Start of RECORD EXCERPTS

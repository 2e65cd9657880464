use crate::adapter::Adapter;
use crate::error::{ConfigError, ConfigResult};
use std::collections::HashMap;
use std::fmt;
use std::sync::Arc;
use tracing::{info, warn};

/// Named adapters plus the name resolved when none is given.
///
/// Names are bound once. The first adapter added becomes the default; a later
/// add with `make_default` takes over, and the most recent such request wins.
#[derive(Default)]
pub struct ConnectionRegistry {
    connections: HashMap<String, Arc<dyn Adapter>>,
    order: Vec<String>,
    default_name: Option<String>,
}

impl ConnectionRegistry {
    pub fn new() -> Self {
        Self::default()
    }

    /// Binds `adapter` under `name` and returns it.
    ///
    /// Fails with [`ConfigError::DuplicateConnection`] if `name` is already
    /// bound; the registry is left unchanged in that case.
    pub fn add(
        &mut self,
        name: impl Into<String>,
        adapter: Arc<dyn Adapter>,
        make_default: bool,
    ) -> ConfigResult<Arc<dyn Adapter>> {
        let name = name.into();
        if self.connections.contains_key(&name) {
            warn!(connection = %name, "Rejected duplicate connection name");
            return Err(ConfigError::DuplicateConnection { name });
        }

        let is_default = make_default || self.default_name.is_none();
        if is_default {
            self.default_name = Some(name.clone());
        }

        info!(
            connection = %name,
            driver = adapter.driver_name(),
            is_default,
            "Connection added"
        );
        self.order.push(name.clone());
        self.connections.insert(name, Arc::clone(&adapter));
        Ok(adapter)
    }

    /// Looks up an adapter by name, or the default one when `name` is `None`.
    pub fn get(&self, name: Option<&str>) -> Option<Arc<dyn Adapter>> {
        let name = name.or(self.default_name.as_deref())?;
        self.connections.get(name).cloned()
    }

    pub fn default_connection(&self) -> Option<Arc<dyn Adapter>> {
        self.get(None)
    }

    pub fn default_name(&self) -> Option<&str> {
        self.default_name.as_deref()
    }

    pub fn contains(&self, name: &str) -> bool {
        self.connections.contains_key(name)
    }

    pub fn len(&self) -> usize {
        self.connections.len()
    }

    pub fn is_empty(&self) -> bool {
        self.connections.is_empty()
    }

    /// Connection names in the order they were added.
    pub fn names(&self) -> impl Iterator<Item = &str> {
        self.order.iter().map(String::as_str)
    }
}

impl fmt::Debug for ConnectionRegistry {
    fn fmt(&self, f: &mut fmt::Formatter<'_>) -> fmt::Result {
        let drivers: Vec<(&str, &str)> = self
            .order
            .iter()
            .filter_map(|name| {
                self.connections
                    .get(name)
                    .map(|adapter| (name.as_str(), adapter.driver_name()))
            })
            .collect();
        f.debug_struct("ConnectionRegistry")
            .field("connections", &drivers)
            .field("default_name", &self.default_name)
            .finish()
    }
}
//! Connection and type-handler registry for Spot.
//!
//! The mapper consults a [`Config`] for two things: which [`Adapter`] to run a
//! query against, and which [`TypeHandler`] coerces each field while rows are
//! hydrated into entities.
//!
//! A `Config` is an ordinary value that can be created and passed around
//! explicitly; [`Config::get_instance`] additionally offers one
//! process-wide instance for callers that want ambient access.

mod adapter;
mod config;
mod connections;
mod error;
mod registry;
mod settings;
pub mod types;

pub use adapter::Adapter;
pub use config::Config;
pub use connections::ConnectionRegistry;
pub use error::{ConfigError, ConfigErrorKind, ConfigResult};
pub use registry::TypeHandlerRegistry;
pub use settings::MapperSettings;
pub use types::TypeHandler;
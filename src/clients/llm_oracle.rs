//! LLM 翻译服务
//!
//! 通过兼容 OpenAI API 的聊天接口完成翻译。
//!
//! ## 技术栈
//! - 使用 `async-openai` crate 进行 API 调用
//! - 支持自定义 API 端点和模型
//! - 整个调用由 `tokio::time::timeout` 限时，超时即失败，不在这里重试

use std::time::Duration;

use async_openai::{
    config::OpenAIConfig,
    types::chat::{
        ChatCompletionRequestMessage, ChatCompletionRequestSystemMessageArgs,
        ChatCompletionRequestUserMessageArgs, CreateChatCompletionRequestArgs,
    },
    Client,
};
use async_trait::async_trait;
use regex::Regex;
use serde::de::DeserializeOwned;
use serde::{Deserialize, Serialize};
use serde_json::Value;
use tracing::{debug, warn};

use crate::clients::oracle::{check_batch_len, DocumentShape, TranslationOracle};
use crate::config::Config;
use crate::error::OracleError;
use crate::models::Language;
use crate::utils::truncate_text;

const TRANSLATION_RULES: &str = "\
You are a translator. You receive JSON data and translate every string value into the target language.

Rules:
- Write English service names as \"translated name (original name)\".
- Identifiers and names used as references must keep their meaning.
- Code written in English stays exactly as in the original.
- The output must have exactly the same structure as the input: same field names, same array lengths.
- Reply with JSON only, without any commentary.";

/// 批量翻译的请求 / 响应格式
#[derive(Debug, Serialize, Deserialize)]
struct BatchPayload {
    translated: Vec<String>,
}

/// LLM 翻译服务
pub struct LlmOracle {
    client: Client<OpenAIConfig>,
    model_name: String,
    timeout: Duration,
}

impl LlmOracle {
    /// 创建新的 LLM 翻译服务
    pub fn new(config: &Config) -> Self {
        let openai_config = OpenAIConfig::new()
            .with_api_key(&config.llm_api_key)
            .with_api_base(&config.llm_api_base_url);

        Self {
            client: Client::with_config(openai_config),
            model_name: config.llm_model_name.clone(),
            timeout: Duration::from_secs(config.oracle_timeout_secs),
        }
    }

    /// 发送一次聊天请求，返回去掉首尾空白的文本
    async fn send_to_llm(&self, user_message: &str, system_message: &str) -> Result<String, OracleError> {
        debug!("调用 LLM API，模型: {}", self.model_name);
        debug!("用户消息长度: {} 字符", user_message.len());

        let system_msg = ChatCompletionRequestSystemMessageArgs::default()
            .content(system_message)
            .build()
            .map_err(|e| self.request_error(e))?;
        let user_msg = ChatCompletionRequestUserMessageArgs::default()
            .content(user_message)
            .build()
            .map_err(|e| self.request_error(e))?;

        let request = CreateChatCompletionRequestArgs::default()
            .model(&self.model_name)
            .messages(vec![
                ChatCompletionRequestMessage::System(system_msg),
                ChatCompletionRequestMessage::User(user_msg),
            ])
            .temperature(0.3)
            .max_tokens(4096u32)
            .build()
            .map_err(|e| self.request_error(e))?;

        let response = tokio::time::timeout(self.timeout, self.client.chat().create(request))
            .await
            .map_err(|_| {
                warn!("LLM API 调用超时 ({} 秒)", self.timeout.as_secs());
                OracleError::Timeout {
                    timeout_secs: self.timeout.as_secs(),
                }
            })?
            .map_err(|e| {
                warn!("LLM API 调用失败: {}", e);
                self.request_error(e)
            })?;

        debug!("LLM API 调用成功");

        let content = response
            .choices
            .first()
            .and_then(|choice| choice.message.content.clone())
            .ok_or_else(|| OracleError::Request {
                model: self.model_name.clone(),
                message: "LLM 返回内容为空".to_string(),
            })?;

        Ok(content.trim().to_string())
    }

    fn request_error(&self, err: impl std::fmt::Display) -> OracleError {
        OracleError::Request {
            model: self.model_name.clone(),
            message: err.to_string(),
        }
    }

    fn system_prompt(language: Language) -> String {
        format!("{}\n\n# Target language:\n{}", TRANSLATION_RULES, language.name())
    }
}

#[async_trait]
impl TranslationOracle for LlmOracle {
    async fn translate_batch(
        &self,
        fragments: &[String],
        language: Language,
    ) -> Result<Vec<String>, OracleError> {
        if fragments.is_empty() {
            return Ok(Vec::new());
        }

        let payload = serde_json::to_string(&BatchPayload {
            translated: fragments.to_vec(),
        })
        .map_err(|e| self.request_error(e))?;

        let response = self
            .send_to_llm(&payload, &Self::system_prompt(language))
            .await?;
        let parsed: BatchPayload = parse_json(&response)?;

        check_batch_len(fragments.len(), &parsed.translated)?;
        Ok(parsed.translated)
    }

    async fn translate_structured(
        &self,
        document: &Value,
        language: Language,
        shape: &DocumentShape,
    ) -> Result<Value, OracleError> {
        let payload = serde_json::to_string(document).map_err(|e| self.request_error(e))?;

        let response = self
            .send_to_llm(&payload, &Self::system_prompt(language))
            .await?;
        let translated: Value = parse_json(&response)?;

        shape.check(&translated)?;
        Ok(translated)
    }
}

/// 解析 LLM 返回的 JSON，解析失败视为结构不符
fn parse_json<T: DeserializeOwned>(response: &str) -> Result<T, OracleError> {
    let body = strip_code_fence(response);
    serde_json::from_str(&body).map_err(|e| OracleError::SchemaViolation {
        detail: format!("无法解析 LLM 返回的 JSON ({}): {}", e, truncate_text(&body, 120)),
    })
}

/// 去掉模型习惯性包上的 Markdown 代码块
fn strip_code_fence(response: &str) -> String {
    match Regex::new(r"(?s)^\s*```[A-Za-z]*\s*(.*?)\s*```\s*$") {
        Ok(re) => re
            .captures(response)
            .and_then(|cap| cap.get(1))
            .map(|m| m.as_str().to_string())
            .unwrap_or_else(|| response.trim().to_string()),
        Err(_) => response.trim().to_string(),
    }
}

End of RECORD EXCERPTS

PROBLEM TO WORK ON: Lines with the word "content": tally them across the material and give only the total.

SOLUTION BELOW: 5